A couple days ago we put our boats in the Clearwater, a friendly little spring-fed river that S-curves its way through the spruce forest.
After eight miles, the Clearwater flows into the Tanana River, which is a highway of suspended silt, a major tributary of the Yukon River, and wide enough that we could paddle side by side with our friends and talk.
We try to do this float every year and always stop at the same south facing bluff and go for a hike to see the first flowers of Spring.
I searched for an Eagle’s nest I remembered seeing on the bluff a few years ago. I knew the nest had fallen because I hadn’t seen it last year. I thought I’d find the remains, a big pile of sticks on the ground, but instead all I found was this.
The fish head was so dry that it had no odor. And it’d been there a while, probably several years, because there was moss growing on it.

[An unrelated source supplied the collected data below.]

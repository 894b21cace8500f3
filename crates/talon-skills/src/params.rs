//! Declared skill parameters and binding of caller-supplied values.

use serde::{Deserialize, Serialize};
use serde_json::{Map, Number, Value};
use std::fmt;
use std::str::FromStr;
use talon_core::ExecutionError;
use tracing::debug;

/// Parameter bindings handed to a skill body, keyed by parameter name.
pub type Params = Map<String, Value>;

#[derive(Debug, Clone, Copy, PartialEq, Eq, Serialize, Deserialize)]
#[serde(rename_all = "lowercase")]
pub enum ParamType {
    String,
    Integer,
    Number,
    Boolean,
    Json,
}

impl FromStr for ParamType {
    type Err = String;

    fn from_str(s: &str) -> Result<Self, Self::Err> {
        match s.trim().to_lowercase().as_str() {
            "string" | "str" | "text" => Ok(Self::String),
            "integer" | "int" => Ok(Self::Integer),
            "number" | "float" => Ok(Self::Number),
            "boolean" | "bool" => Ok(Self::Boolean),
            "json" | "object" | "any" => Ok(Self::Json),
            other => Err(format!("unknown parameter type '{other}'")),
        }
    }
}

impl fmt::Display for ParamType {
    fn fmt(&self, f: &mut fmt::Formatter<'_>) -> fmt::Result {
        let s = match self {
            Self::String => "string",
            Self::Integer => "integer",
            Self::Number => "number",
            Self::Boolean => "boolean",
            Self::Json => "json",
        };
        f.write_str(s)
    }
}

/// One declared parameter: name, type, optional default, required flag.
#[derive(Debug, Clone, PartialEq, Serialize, Deserialize)]
pub struct ParamSpec {
    pub name: String,
    pub kind: ParamType,
    pub default: Option<Value>,
    pub required: bool,
    #[serde(default)]
    pub description: Option<String>,
}

impl ParamSpec {
    /// A required parameter with no default.
    pub fn required(name: &str, kind: ParamType) -> Self {
        Self {
            name: name.to_string(),
            kind,
            default: None,
            required: true,
            description: None,
        }
    }

    /// An optional parameter; absent values are simply not bound.
    pub fn optional(name: &str, kind: ParamType) -> Self {
        Self {
            required: false,
            ..Self::required(name, kind)
        }
    }

    pub fn with_default(mut self, default: Value) -> Self {
        self.default = Some(default);
        self.required = false;
        self
    }

    pub fn describe(mut self, description: &str) -> Self {
        self.description = Some(description.to_string());
        self
    }

    /// Parse one `# Parameters` list item:
    ///
    /// ```text
    /// name: type [= default] [(required)|(optional)] [-- description]
    /// ```
    ///
    /// A parameter with no default is required unless marked `(optional)`.
    pub fn parse(line: &str) -> Result<Self, String> {
        let line = line.trim().trim_start_matches(['-', '*']).trim();

        let (decl, description) = match line.split_once(" -- ") {
            Some((d, desc)) => (d.trim(), Some(desc.trim().to_string())),
            None => (line, None),
        };

        let (name, rest) = decl
            .split_once(':')
            .ok_or_else(|| format!("expected 'name: type', got '{decl}'"))?;
        let name = name.trim().trim_matches('`');
        if name.is_empty() || !name.chars().all(|c| c.is_ascii_alphanumeric() || c == '_') {
            return Err(format!("invalid parameter name '{name}'"));
        }

        let mut rest = rest.trim().to_string();
        let mut marker = None;
        for flag in ["(required)", "(optional)"] {
            if let Some(stripped) = rest.strip_suffix(flag) {
                marker = Some(flag);
                rest = stripped.trim().to_string();
            }
        }

        let (kind, default) = match rest.split_once('=') {
            Some((k, d)) => (k.trim(), Some(d.trim())),
            None => (rest.as_str(), None),
        };
        let kind: ParamType = kind.parse()?;

        let default = match default {
            Some(raw) => {
                let literal = parse_literal(raw);
                Some(coerce(kind, literal).map_err(|reason| {
                    format!("default for '{name}' is not a {kind}: {reason}")
                })?)
            }
            None => None,
        };

        let required = match marker {
            Some("(required)") => true,
            Some(_) => false,
            None => default.is_none(),
        };

        Ok(Self {
            name: name.to_string(),
            kind,
            default,
            required,
            description,
        })
    }
}

fn parse_literal(raw: &str) -> Value {
    let raw = raw.trim();
    if let Ok(v) = serde_json::from_str::<Value>(raw) {
        return v;
    }
    if raw.len() >= 2 && raw.starts_with('\'') && raw.ends_with('\'') {
        return Value::String(raw[1..raw.len() - 1].to_string());
    }
    Value::String(raw.to_string())
}

/// Convert a supplied value to the declared type, accepting the obvious
/// textual spellings (`"5"` for an integer, `"yes"` for a boolean).
pub fn coerce(kind: ParamType, value: Value) -> Result<Value, String> {
    match (kind, value) {
        (ParamType::Json, Value::String(s)) => {
            Ok(serde_json::from_str(&s).unwrap_or(Value::String(s)))
        }
        (ParamType::Json, v) => Ok(v),

        (ParamType::String, Value::String(s)) => Ok(Value::String(s)),
        (ParamType::String, v @ (Value::Number(_) | Value::Bool(_))) => {
            Ok(Value::String(v.to_string()))
        }
        (ParamType::String, v) => Err(format!("expected text, got {}", type_name(&v))),

        (ParamType::Integer, Value::Number(n)) => {
            if let Some(i) = n.as_i64() {
                Ok(Value::from(i))
            } else {
                match n.as_f64() {
                    Some(f) if f.fract() == 0.0 && f.abs() < i64::MAX as f64 => {
                        Ok(Value::from(f as i64))
                    }
                    _ => Err(format!("{n} is not a whole number")),
                }
            }
        }
        (ParamType::Integer, Value::String(s)) => s
            .trim()
            .parse::<i64>()
            .map(Value::from)
            .map_err(|_| format!("'{s}' is not a whole number")),

        (ParamType::Number, Value::Number(n)) => Ok(Value::Number(n)),
        (ParamType::Number, Value::String(s)) => s
            .trim()
            .parse::<f64>()
            .ok()
            .and_then(Number::from_f64)
            .map(Value::Number)
            .ok_or_else(|| format!("'{s}' is not a number")),

        (ParamType::Boolean, Value::Bool(b)) => Ok(Value::Bool(b)),
        (ParamType::Boolean, Value::String(s)) => match s.trim().to_lowercase().as_str() {
            "true" | "yes" | "on" | "1" => Ok(Value::Bool(true)),
            "false" | "no" | "off" | "0" => Ok(Value::Bool(false)),
            _ => Err(format!("'{s}' is not true or false")),
        },
        (ParamType::Boolean, Value::Number(n)) => match n.as_i64() {
            Some(0) => Ok(Value::Bool(false)),
            Some(1) => Ok(Value::Bool(true)),
            _ => Err(format!("{n} is not true or false")),
        },

        (kind, v) => Err(format!("expected {kind}, got {}", type_name(&v))),
    }
}

fn type_name(v: &Value) -> &'static str {
    match v {
        Value::Null => "null",
        Value::Bool(_) => "boolean",
        Value::Number(_) => "number",
        Value::String(_) => "string",
        Value::Array(_) => "array",
        Value::Object(_) => "object",
    }
}

/// Bind `supplied` onto the declared parameter list.
///
/// Declared order is preserved in the result. Defaults fill gaps, `null`
/// counts as absent, and undeclared names are dropped.
pub fn bind(skill: &str, specs: &[ParamSpec], mut supplied: Params) -> Result<Params, ExecutionError> {
    let mut bound = Params::new();

    for spec in specs {
        let value = match supplied.remove(&spec.name) {
            Some(Value::Null) | None => None,
            Some(v) => Some(v),
        };

        match (value, &spec.default) {
            (Some(v), _) => {
                let v = coerce(spec.kind, v).map_err(|reason| ExecutionError::InvalidParameter {
                    skill: skill.to_string(),
                    name: spec.name.clone(),
                    reason,
                })?;
                bound.insert(spec.name.clone(), v);
            }
            (None, Some(default)) => {
                bound.insert(spec.name.clone(), default.clone());
            }
            (None, None) if spec.required => {
                return Err(ExecutionError::MissingParameter {
                    skill: skill.to_string(),
                    name: spec.name.clone(),
                });
            }
            (None, None) => {}
        }
    }

    for extra in supplied.keys() {
        debug!(skill, parameter = %extra, "dropping undeclared parameter");
    }

    Ok(bound)
}

#[cfg(test)]
mod tests {
    use super::*;
    use serde_json::json;

    fn params(v: Value) -> Params {
        v.as_object().cloned().unwrap()
    }

    #[test]
    fn parse_spec_variants() {
        let p = ParamSpec::parse("- zone: string (required)").unwrap();
        assert_eq!(p.name, "zone");
        assert_eq!(p.kind, ParamType::String);
        assert!(p.required);
        assert!(p.default.is_none());

        let p = ParamSpec::parse("- format: string = \"%H:%M\"").unwrap();
        assert_eq!(p.default, Some(json!("%H:%M")));
        assert!(!p.required);

        let p = ParamSpec::parse("- limit: integer = 10 -- maximum entries").unwrap();
        assert_eq!(p.default, Some(json!(10)));
        assert_eq!(p.description.as_deref(), Some("maximum entries"));

        let p = ParamSpec::parse("- verbose: boolean (optional)").unwrap();
        assert!(!p.required);
        assert!(p.default.is_none());

        let p = ParamSpec::parse("- path: string").unwrap();
        assert!(p.required, "no default means required");
    }

    #[test]
    fn parse_spec_rejects_bad_lines() {
        assert!(ParamSpec::parse("- just words").is_err());
        assert!(ParamSpec::parse("- x: tensor").is_err());
        assert!(ParamSpec::parse("- n: integer = lots").is_err());
        assert!(ParamSpec::parse("- bad name: string").is_err());
    }

    #[test]
    fn coerce_textual_values() {
        assert_eq!(coerce(ParamType::Integer, json!("5")).unwrap(), json!(5));
        assert_eq!(coerce(ParamType::Integer, json!(5.0)).unwrap(), json!(5));
        assert!(coerce(ParamType::Integer, json!(5.5)).is_err());
        assert_eq!(coerce(ParamType::Number, json!("2.5")).unwrap(), json!(2.5));
        assert_eq!(coerce(ParamType::Boolean, json!("yes")).unwrap(), json!(true));
        assert_eq!(coerce(ParamType::String, json!(42)).unwrap(), json!("42"));
        assert_eq!(coerce(ParamType::Json, json!("[1,2]")).unwrap(), json!([1, 2]));
        assert!(coerce(ParamType::String, json!({"a": 1})).is_err());
    }

    #[test]
    fn bind_fills_defaults_and_drops_extras() {
        let specs = vec![
            ParamSpec::required("path", ParamType::String),
            ParamSpec::optional("limit", ParamType::Integer).with_default(json!(10)),
        ];
        let bound = bind("ls", &specs, params(json!({"path": "/tmp", "colour": "red"}))).unwrap();
        assert_eq!(bound.get("path"), Some(&json!("/tmp")));
        assert_eq!(bound.get("limit"), Some(&json!(10)));
        assert!(bound.get("colour").is_none());
    }

    #[test]
    fn bind_missing_required_is_error() {
        let specs = vec![ParamSpec::required("path", ParamType::String)];
        let err = bind("ls", &specs, Params::new()).unwrap_err();
        assert_eq!(
            err,
            ExecutionError::MissingParameter {
                skill: "ls".into(),
                name: "path".into()
            }
        );

        // null counts as absent
        let err = bind("ls", &specs, params(json!({"path": null}))).unwrap_err();
        assert!(matches!(err, ExecutionError::MissingParameter { .. }));
    }

    #[test]
    fn bind_wrong_type_is_invalid_parameter() {
        let specs = vec![ParamSpec::required("count", ParamType::Integer)];
        let err = bind("n", &specs, params(json!({"count": "many"}))).unwrap_err();
        assert!(matches!(err, ExecutionError::InvalidParameter { ref name, .. } if name == "count"));
    }
}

Back on the river we encountered lots of ice still holding onto the bank on the north side.
I knew it wouldn’t be getting dark until August so I didn’t bring a watch. We were paddling from one point to another and it’d take however long it takes—that’s River Time.
I think the same is true when you’re writing a book. You might have word or page-count goals, but it’ll take however long it takes and hopefully you’ll enjoy the journey along the way.
We’re hopping on an airplane in a couple of days, bound for Indiana and then New York City. I’ll still be online much of the time and hopefully working on my new WIP, too. I have a general outline, and am 17,000 words into the first draft.
What are you up to this week? Do you get much writing done when you travel? I hope I will.